With recent changes in the treatment of Stage III, non-small cell lung cancer (NSCLC), understanding the economic impact from a public payers’ perspective is key. A longitudinal, population-level study was carried out to determine baseline treatment patterns and health system costs prior to the introduction of emerging treatments. Patients diagnosed between April 1, 2010 and March 31, 2015 were identified in the Ontario Cancer Registry. Stage III patients were unresectable if no surgery was undertaken within 3 months of diagnosis. Initial treatments included radiation (RT), targeted therapy, chemotherapy, concurrent and sequential chemo+RT (cCRT, sCRT). Costs from provincial administrative databases included inpatient hospitalizations, cancer clinic visits, physician services, and chemotherapies. Activity level reporting of radiation and inexpensive chemotherapies was not reported.
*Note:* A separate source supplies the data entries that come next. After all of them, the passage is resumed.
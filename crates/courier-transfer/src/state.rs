//! Transfer states reported to listeners

use serde::{Deserialize, Serialize};
use std::fmt;

/// State of one transfer submission
///
/// Within one attempt states only move forward:
/// `Starting → Connecting → Uploading* → Downloading* → outcome`.
/// `Failed` is reported between attempts while retries remain and as the final
/// state when no retries are configured.
#[derive(Debug, Clone, Copy, PartialEq, Eq, Hash, Serialize, Deserialize)]
#[serde(rename_all = "snake_case")]
pub enum TransferState {
    /// An attempt is starting
    Starting,
    /// Connecting and sending request headers
    Connecting,
    /// Writing the request body
    Uploading,
    /// Reading the response body
    Downloading,
    /// Completed with an accepted response
    Success,
    /// An attempt failed
    Failed,
    /// Every allowed attempt failed
    FailedRetriesExceeded,
    /// A local file could not be created, opened or locked
    FailedFileReason,
    /// Cancelled by the caller
    Cancelled,
}

impl TransferState {
    /// Progress sub-states, subject to notification throttling
    pub fn is_progress(self) -> bool {
        matches!(self, Self::Uploading | Self::Downloading)
    }

    /// States that can only ever end a submission
    pub fn is_always_terminal(self) -> bool {
        matches!(
            self,
            Self::Success | Self::FailedRetriesExceeded | Self::FailedFileReason | Self::Cancelled
        )
    }

    /// States covered by the duplicate-failure latch
    pub fn is_latched(self) -> bool {
        matches!(self, Self::Failed | Self::FailedFileReason)
    }

    /// Position within an attempt, used to keep notifications monotonic
    pub(crate) fn phase(self) -> u8 {
        match self {
            Self::Starting => 0,
            Self::Connecting => 1,
            Self::Uploading => 2,
            Self::Downloading => 3,
            _ => 4,
        }
    }
}

impl fmt::Display for TransferState {
    fn fmt(&self, f: &mut fmt::Formatter<'_>) -> fmt::Result {
        let name = match self {
            Self::Starting => "STARTING",
            Self::Connecting => "CONNECTING",
            Self::Uploading => "UPLOADING",
            Self::Downloading => "DOWNLOADING",
            Self::Success => "SUCCESS",
            Self::Failed => "FAILED",
            Self::FailedRetriesExceeded => "FAILED_RETRIES_EXCEEDED",
            Self::FailedFileReason => "FAILED_FILE_REASON",
            Self::Cancelled => "CANCELLED",
        };
        f.write_str(name)
    }
}

#[cfg(test)]
mod tests {
    use super::*;

    #[test]
    fn test_state_classification() {
        assert!(TransferState::Downloading.is_progress());
        assert!(!TransferState::Connecting.is_progress());
        assert!(TransferState::Cancelled.is_always_terminal());
        assert!(!TransferState::Failed.is_always_terminal());
        assert!(TransferState::FailedFileReason.is_latched());
        assert_eq!(
            TransferState::FailedRetriesExceeded.to_string(),
            "FAILED_RETRIES_EXCEEDED"
        );
    }

    #[test]
    fn test_phases_are_ordered() {
        assert!(TransferState::Starting.phase() < TransferState::Connecting.phase());
        assert!(TransferState::Uploading.phase() < TransferState::Downloading.phase());
        assert!(TransferState::Downloading.phase() < TransferState::Success.phase());
    }
}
Total cohort, annual and mean per patient costs (CAD 2017) were determined using a costing methodology from the Institute for Clinical Evaluative Sciences called GETCOST. Short-term episodes (e.g., hospital-based) calculate costs by multiplying the encounter’s resource intensity weight by an annual cost per weighted case, long-term episodes (e.g., complex continuing care) calculate costs by weighted days, and costs of visit-based encounters are determined at utilization. It was assumed costs were attributable to NSCLC. 4,542 (18.4%) of the 24,729 patients identified were Stage III unresectable (median age 70yr, 54.2% male). Treatment distribution was: cCRT (21.6%), palliative RT (21.3%), curative RT (20.2%), no treatment (19.6%), chemotherapy (11.6%), sCRT (4.9%) and targeted therapy (0.7%). The overall total cost was $396.9M (mean cost per patient= $87,393); 68.4% of total costs ($271.3M) were incurred in the first year. Cost drivers were inpatient hospitalizations ($108.4M), cancer clinic visits ($107.5M), and physician services ($56.9M). cCRT was only administered in 21.6% of Stage III unresectable patients, even though considered the standard of care and chemotherapies were not a cost driver in this cohort.